▸ What the task asks
Starting at the top of the entries, restate word for word each line up to and including the one with "pub mod instance;".

▸ Given records

•••••

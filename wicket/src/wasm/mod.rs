//! WASM runtime wrapper
//!
//! Abstractions over wasmtime for loading and executing app modules.
//!
//! # Key Types
//!
//! - [`BridgeEngine`] - Shared WASM engine (one per application)
//! - [`AppInstance`] - Loaded and instantiated app module
//! - [`BridgeContext`] - Store data holding everything host functions touch

pub mod context;
pub mod engine;
pub mod instance;

pub use context::{
    AudioCommand, BridgeContext, DrawCommand, read_bytes_from_memory, read_cstr_from_memory,
    write_bytes_to_memory,
};
pub use engine::BridgeEngine;
pub use instance::AppInstance;
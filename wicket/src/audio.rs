//! Audio playback for module clips
//!
//! rodio wrapper over the module's declared music and sound pools. At
//! most one music track is live at a time; `loop_music` and
//! `play_music_once` replace it, `stop_music` drops it. Sounds are
//! fire-and-forget one-shots. The Quit path pauses music rather than
//! stopping it so a restart resumes where it left off.
//!
//! A missing output device degrades to a silent player instead of
//! failing the bridge; every command becomes a no-op.

use std::io::Cursor;
use std::sync::Arc;

use anyhow::{Context, Result, bail};
use rodio::source::Source;
use rodio::{Decoder, OutputStream, OutputStreamHandle, Sink};
use tracing::warn;

use crate::wasm::AudioCommand;

type ClipBytes = Arc<[u8]>;

pub struct AudioPlayer {
    /// Keeps the device stream alive; `None` when no output exists.
    output: Option<(OutputStream, OutputStreamHandle)>,
    music: Vec<Option<ClipBytes>>,
    sounds: Vec<Option<ClipBytes>>,
    music_sink: Option<Sink>,
    master_volume: f32,
}

impl AudioPlayer {
    /// Create a player with slots for the module's declared clip counts.
    pub fn new(music_count: u32, sound_count: u32, master_volume: f32) -> Self {
        let output = match OutputStream::try_default() {
            Ok(pair) => Some(pair),
            Err(e) => {
                warn!(error = %e, "no audio output available, running silent");
                None
            }
        };
        Self {
            output,
            music: vec![None; music_count as usize],
            sounds: vec![None; sound_count as usize],
            music_sink: None,
            master_volume,
        }
    }

    /// Store a loaded music clip, verifying it decodes.
    pub fn insert_music(&mut self, id: u32, bytes: Vec<u8>) -> Result<()> {
        let slot = self
            .music
            .get_mut(id as usize)
            .with_context(|| format!("music id {id} out of range"))?;
        let clip: ClipBytes = bytes.into();
        Decoder::new(Cursor::new(clip.clone()))
            .with_context(|| format!("music {id} does not decode"))?;
        *slot = Some(clip);
        Ok(())
    }

    /// Store a loaded sound clip, verifying it decodes.
    pub fn insert_sound(&mut self, id: u32, bytes: Vec<u8>) -> Result<()> {
        let slot = self
            .sounds
            .get_mut(id as usize)
            .with_context(|| format!("sound id {id} out of range"))?;
        let clip: ClipBytes = bytes.into();
        Decoder::new(Cursor::new(clip.clone()))
            .with_context(|| format!("sound {id} does not decode"))?;
        *slot = Some(clip);
        Ok(())
    }

    /// Execute one recorded command. Out-of-range ids are a module
    /// programming error: logged and ignored, never fatal.
    pub fn handle(&mut self, command: AudioCommand) {
        match command {
            AudioCommand::LoopMusic(id) => self.start_music(id, true),
            AudioCommand::PlayMusicOnce(id) => self.start_music(id, false),
            AudioCommand::StopMusic => self.stop_music(),
            AudioCommand::PlaySound(id) => self.play_sound(id),
        }
    }

    fn clip(pool: &[Option<ClipBytes>], kind: &str, id: u32) -> Option<ClipBytes> {
        match pool.get(id as usize) {
            Some(Some(clip)) => Some(clip.clone()),
            _ => {
                warn!(kind, id, "clip id out of range or not loaded, ignoring");
                None
            }
        }
    }

    fn start_music(&mut self, id: u32, looped: bool) {
        let Some(clip) = Self::clip(&self.music, "music", id) else {
            return;
        };
        let Some((_, handle)) = &self.output else {
            return;
        };
        let handle = handle.clone();
        self.stop_music();
        let sink = match Sink::try_new(&handle) {
            Ok(sink) => sink,
            Err(e) => {
                warn!(error = %e, "failed to open music sink");
                return;
            }
        };
        let decoder = match Decoder::new(Cursor::new(clip)) {
            Ok(decoder) => decoder,
            Err(e) => {
                warn!(id, error = %e, "music clip failed to decode at play time");
                return;
            }
        };
        sink.set_volume(self.master_volume);
        if looped {
            sink.append(decoder.repeat_infinite());
        } else {
            sink.append(decoder);
        }
        self.music_sink = Some(sink);
    }

    fn stop_music(&mut self) {
        if let Some(sink) = self.music_sink.take() {
            sink.stop();
        }
    }

    fn play_sound(&mut self, id: u32) {
        let Some(clip) = Self::clip(&self.sounds, "sound", id) else {
            return;
        };
        let Some((_, handle)) = &self.output else {
            return;
        };
        let decoder = match Decoder::new(Cursor::new(clip)) {
            Ok(decoder) => decoder,
            Err(e) => {
                warn!(id, error = %e, "sound clip failed to decode at play time");
                return;
            }
        };
        let source = decoder.convert_samples::<f32>().amplify(self.master_volume);
        if let Err(e) = handle.play_raw(source) {
            warn!(error = %e, "failed to play sound");
        }
    }

    /// Pause the music track if one is live. Used on Quit.
    pub fn pause_music(&mut self) {
        if let Some(sink) = &self.music_sink {
            sink.pause();
        }
    }

    /// Resume a paused music track. Used on restart.
    pub fn resume_music(&mut self) {
        if let Some(sink) = &self.music_sink {
            sink.play();
        }
    }

    /// Whether every declared clip has been loaded.
    pub fn fully_loaded(&self) -> bool {
        self.music.iter().all(Option::is_some) && self.sounds.iter().all(Option::is_some)
    }
}

/// Reject clips the module never declared.
pub fn validate_clip_id(id: u32, count: u32) -> Result<()> {
    if id < count {
        Ok(())
    } else {
        bail!("clip id {id} out of range (count {count})")
    }
}

#[cfg(test)]
mod tests {
    use super::*;

    #[test]
    fn clip_id_validation() {
        assert!(validate_clip_id(0, 1).is_ok());
        assert!(validate_clip_id(2, 3).is_ok());
        assert!(validate_clip_id(3, 3).is_err());
        assert!(validate_clip_id(0, 0).is_err());
    }

    #[test]
    fn insert_out_of_range_fails() {
        let mut player = AudioPlayer::new(1, 0, 1.0);
        assert!(player.insert_music(1, vec![0; 4]).is_err());
        assert!(player.insert_sound(0, vec![0; 4]).is_err());
    }

    #[test]
    fn insert_undecodable_clip_fails() {
        let mut player = AudioPlayer::new(1, 1, 1.0);
        assert!(player.insert_music(0, b"not audio".to_vec()).is_err());
        assert!(player.insert_sound(0, b"not audio".to_vec()).is_err());
        assert!(!player.fully_loaded());
    }

    #[test]
    fn commands_with_missing_clips_do_not_panic() {
        let mut player = AudioPlayer::new(1, 1, 1.0);
        player.handle(AudioCommand::LoopMusic(0));
        player.handle(AudioCommand::LoopMusic(99));
        player.handle(AudioCommand::PlayMusicOnce(0));
        player.handle(AudioCommand::PlaySound(7));
        player.handle(AudioCommand::StopMusic);
    }

    #[test]
    fn pause_resume_without_music_are_noops() {
        let mut player = AudioPlayer::new(0, 0, 0.5);
        player.pause_music();
        player.resume_music();
        assert!(player.fully_loaded());
    }

    #[test]
    fn zero_clip_module_is_fully_loaded() {
        let player = AudioPlayer::new(0, 0, 1.0);
        assert!(player.fully_loaded());
    }
}
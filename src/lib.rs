//! Lock-free object forwarding for the evacuation phase of parallel copying garbage
//! collectors.
//!
//! When several GC workers reach the same live object through different references, each
//! of them may copy it. The worker that first installs a forwarding pointer in the object's
//! header wins, and every worker, winner or not, redirects its reference to the winner's copy.
//! The header holds either the object's class reference (plain) or the address of the copy
//! tagged as forwarded; the transition happens with a single compare-and-swap and is never
//! undone during a collection.
//!
//! * [`util::layout::HeaderLayout`] describes where the header is and how it is stored,
//!   including compressed references on big-endian machines.
//! * [`util::codec::ForwardingCodec`] packs a destination address and tags into a header word.
//! * [`util::object_forwarding::ForwardedHeader`] is a snapshot of a header that can be
//!   queried and used to claim the object.
//!
//! The crate never allocates or copies objects. Allocating the destination, copying the
//! payload, and reclaiming the copies of workers that lost a race are left to the collector.

#[macro_use]
extern crate lazy_static;
#[macro_use]
extern crate log;

pub mod util;

pub use crate::util::codec::ForwardingCodec;
pub use crate::util::layout::{Endianness, HeaderLayout};
pub use crate::util::object_forwarding::{ClaimOutcome, ForwardedHeader};
pub use crate::util::statistics::ForwardingStats;
pub use crate::util::tags::{ForwardingTag, TagSet};
pub use crate::util::{Address, ObjectReference};

use crate::util::options::Options;

lazy_static! {
    /// The codec for the header layout described by the `SCAVENGER_*` environment variables,
    /// or the native layout if none are set. Collectors with a fixed layout can build their
    /// own [`ForwardingCodec`] instead.
    pub static ref DEFAULT_CODEC: ForwardingCodec =
        ForwardingCodec::new(HeaderLayout::from_options(&Options::default()));
}
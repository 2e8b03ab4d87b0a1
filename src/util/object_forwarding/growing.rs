//! Forwarding that also records whether the destination copy was grown.
//!
//! Some collection modes enlarge an object while copying it, for example to add a hash
//! code slot. The grow tag is set in the same compare-and-swap that installs the forwarding
//! pointer, so a reader that sees the forwarding pointer also sees whether the copy grew.
//! Layouts without growth tagging never set the bit.

use super::{ClaimOutcome, ForwardedHeader};
use crate::util::tags::{ForwardingTag, TagSet};
use crate::util::ObjectReference;

impl ForwardedHeader<'_> {
    /// Try to forward the object to `destination`, tagging the forwarding pointer as grown if
    /// `is_growing`.
    ///
    /// The destination in the outcome never carries the grow tag, whichever worker won. The
    /// layout must enable growth tagging, and `destination` must carry no tag bits.
    pub fn attempt_forward_growing(
        &self,
        destination: ObjectReference,
        is_growing: bool,
    ) -> ClaimOutcome {
        forwarding_assert!(
            self.codec.layout().growth_tagging,
            "Growth tagging is not enabled for the header layout {:?}",
            self.codec.layout()
        );
        // no tags must be set on the incoming pointer
        forwarding_assert!(
            destination.to_raw_address() & self.codec.reserved_tags().bits() == 0,
            "Destination {} has reserved tag bits set",
            destination
        );
        let tags = if is_growing {
            TagSet::FORWARDED | ForwardingTag::Grow
        } else {
            TagSet::FORWARDED
        };
        self.claim(destination, tags)
    }

    /// Forward the object to `destination`, tagging it as grown if `is_growing`, and return
    /// the destination that won, without the grow tag.
    pub fn set_forwarded_object_growing(
        &self,
        destination: ObjectReference,
        is_growing: bool,
    ) -> ObjectReference {
        self.attempt_forward_growing(destination, is_growing).destination()
    }

    /// Did the object grow when it was copied?
    ///
    /// This is answered from the preserved header, so a view that lost a race reports
    /// nothing about the winner. Read a new view to see the winner's tag. The view must be
    /// forwarded.
    pub fn did_object_grow_on_copy(&self) -> bool {
        // this only applies to forwarded objects
        forwarding_assert!(
            self.is_forwarded(),
            "did_object_grow_on_copy called for object {} that is not forwarded",
            self.object
        );
        self.codec.has_tag(self.preserved, ForwardingTag::Grow)
    }
}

•••••

▸ Solution to this problem
filename wicket/src/wasm/mod.rs
//! WASM runtime wrapper
//!
//! Abstractions over wasmtime for loading and executing app modules.
//!
//! # Key Types
//!
//! - [`BridgeEngine`] - Shared WASM engine (one per application)
//! - [`AppInstance`] - Loaded and instantiated app module
//! - [`BridgeContext`] - Store data holding everything host functions touch

pub mod context;
pub mod engine;
pub mod instance;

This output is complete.